Copy each record exactly, word for word.

# # # # #

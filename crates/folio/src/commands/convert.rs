//! `folio convert` command implementation.

use std::io::Write;
use std::path::PathBuf;
use std::sync::Arc;

use clap::Args;
use folio_richtext::{CollectingSink, DEFAULT_LOCALE, RichTextConverter};

use crate::error::CliError;
use crate::output::Output;

/// Arguments for the convert command.
#[derive(Args)]
pub(crate) struct ConvertArgs {
    /// Rich-text JSON document to convert.
    input: PathBuf,

    /// Locale for embedded asset fields.
    #[arg(short, long, default_value = DEFAULT_LOCALE)]
    locale: String,

    /// Locale used when an asset field lacks `--locale` (default: same as `--locale`).
    #[arg(long)]
    fallback_locale: Option<String>,

    /// Write Markdown to this file instead of stdout.
    #[arg(short, long)]
    output: Option<PathBuf>,

    /// Enable verbose output.
    #[arg(short, long)]
    pub verbose: bool,
}

impl ConvertArgs {
    /// Execute the convert command.
    ///
    /// # Errors
    ///
    /// Returns an error if the input cannot be read or is not JSON, or the
    /// output cannot be written.
    pub(crate) fn execute(self) -> Result<(), CliError> {
        let output = Output::new();

        let text = std::fs::read_to_string(&self.input)?;
        let document: serde_json::Value = serde_json::from_str(&text)?;

        let sink = Arc::new(CollectingSink::new());
        let fallback = self.fallback_locale.unwrap_or_else(|| self.locale.clone());
        let converter = RichTextConverter::new()
            .with_sink(Arc::<CollectingSink>::clone(&sink))
            .with_locale(self.locale)
            .with_fallback_locale(fallback);

        let markdown = converter.convert_value(&document);

        for diagnostic in sink.take() {
            output.warning(&format!("{}: {diagnostic}", diagnostic.code()));
        }

        if let Some(path) = &self.output {
            std::fs::write(path, format!("{markdown}\n"))?;
            output.success(&format!("Wrote {}", path.display()));
        } else {
            let mut stdout = std::io::stdout().lock();
            writeln!(stdout, "{markdown}")?;
        }

        Ok(())
    }
}
// fasta.rs - FASTA alignment parser

use bio::io::fasta;

use crate::error::{Error, Result};

/// Parse FASTA content into (ids, rows). Record order is kept.
pub fn parse(content: &str) -> Result<(Vec<String>, Vec<Vec<u8>>)> {
    let reader = fasta::Reader::new(content.as_bytes());

    let mut ids = Vec::new();
    let mut rows = Vec::new();
    for record_result in reader.records() {
        let record = record_result
            .map_err(|e| Error::InvalidAlignment(format!("invalid FASTA record: {}", e)))?;
        ids.push(record.id().to_string());
        rows.push(record.seq().to_vec());
    }
    Ok((ids, rows))
}

#[cfg(test)]
mod tests {
    use super::*;

    #[test]
    fn test_parse_records_in_order() {
        let (ids, rows) = parse(">b desc text\nAC-E\n>a\nACDE\n").unwrap();
        assert_eq!(ids, vec!["b".to_string(), "a".to_string()]);
        assert_eq!(rows, vec![b"AC-E".to_vec(), b"ACDE".to_vec()]);
    }

    #[test]
    fn test_multiline_sequences_are_joined() {
        let (_, rows) = parse(">a\nACD\nE-F\n").unwrap();
        assert_eq!(rows[0], b"ACDE-F".to_vec());
    }

    #[test]
    fn test_garbage_is_rejected() {
        assert!(parse("this is not fasta\n").is_err());
    }
}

# # # # #

# Answer area
filename crates/folio/src/commands/convert.rs
//! `folio convert` command implementation.

use std::io::Write;
use std::path::PathBuf;
use std::sync::Arc;

use clap::Args;
use folio_richtext::{CollectingSink, DEFAULT_LOCALE, RichTextConverter};

use crate::error::CliError;
use crate::output::Output;

/// Arguments for the convert command.
#[derive(Args)]
pub(crate) struct ConvertArgs {
    /// Rich-text JSON document to convert.
    input: PathBuf,

    /// Locale for embedded asset fields.
    #[arg(short, long, default_value = DEFAULT_LOCALE)]
    locale: String,

    /// Locale used when an asset field lacks `--locale` (default: same as `--locale`).
    #[arg(long)]
    fallback_locale: Option<String>,

    /// Write Markdown to this file instead of stdout.
    #[arg(short, long)]
    output: Option<PathBuf>,

    /// Enable verbose output.
    #[arg(short, long)]
    pub verbose: bool,
}

impl ConvertArgs {
    /// Execute the convert command.
    ///
    /// # Errors
    ///
    /// Returns an error if the input cannot be read or is not JSON, or the
    /// output cannot be written.
    pub(crate) fn execute(self) -> Result<(), CliError> {
        let output = Output::new();

        let text = std::fs::read_to_string(&self.input)?;
        let document: serde_json::Value = serde_json::from_str(&text)?;

        let sink = Arc::new(CollectingSink::new());
        let fallback = self.fallback_locale.unwrap_or_else(|| self.locale.clone());
        let converter = RichTextConverter::new()
            .with_sink(Arc::<CollectingSink>::clone(&sink))
            .with_locale(self.locale)
            .with_fallback_locale(fallback);

        let markdown = converter.convert_value(&document);

        for diagnostic in sink.take() {
            output.warning(&format!("{}: {diagnostic}", diagnostic.code()));
        }

        if let Some(path) = &self.output {
            std::fs::write(path, format!("{markdown}\n"))?;
            output.success(&format!("Wrote {}", path.display()));
        } else {
            let mut stdout = std::io::stdout().lock();
            writeln!(stdout, "{markdown}")?;
        }

        Ok(())
    }
}
// fasta.rs - FASTA alignment parser

use bio::io::fasta;

use crate::error::{Error, Result};

/// Parse FASTA content into (ids, rows). Record order is kept.
pub fn parse(content: &str) -> Result<(Vec<String>, Vec<Vec<u8>>)> {
    let reader = fasta::Reader::new(content.as_bytes());

    let mut ids = Vec::new();
    let mut rows = Vec::new();
    for record_result in reader.records() {
        let record = record_result
            .map_err(|e| Error::InvalidAlignment(format!("invalid FASTA record: {}", e)))?;
        ids.push(record.id().to_string());
        rows.push(record.seq().to_vec());
    }
    Ok((ids, rows))
}

#[cfg(test)]
mod tests {
    use super::*;

    #[test]
    fn test_parse_records_in_order() {
        let (ids, rows) = parse(">b desc text\nAC-E\n>a\nACDE\n").unwrap();
        assert_eq!(ids, vec!["b".to_string(), "a".to_string()]);
        assert_eq!(rows, vec![b"AC-E".to_vec(), b"ACDE".to_vec()]);
    }

    #[test]
    fn test_multiline_sequences_are_joined() {
        let (_, rows) = parse(">a\nACD\nE-F\n").unwrap();
        assert_eq!(rows[0], b"ACDE-F".to_vec());
    }

    #[test]
    fn test_garbage_is_rejected() {
        assert!(parse("this is not fasta\n").is_err());
    }
}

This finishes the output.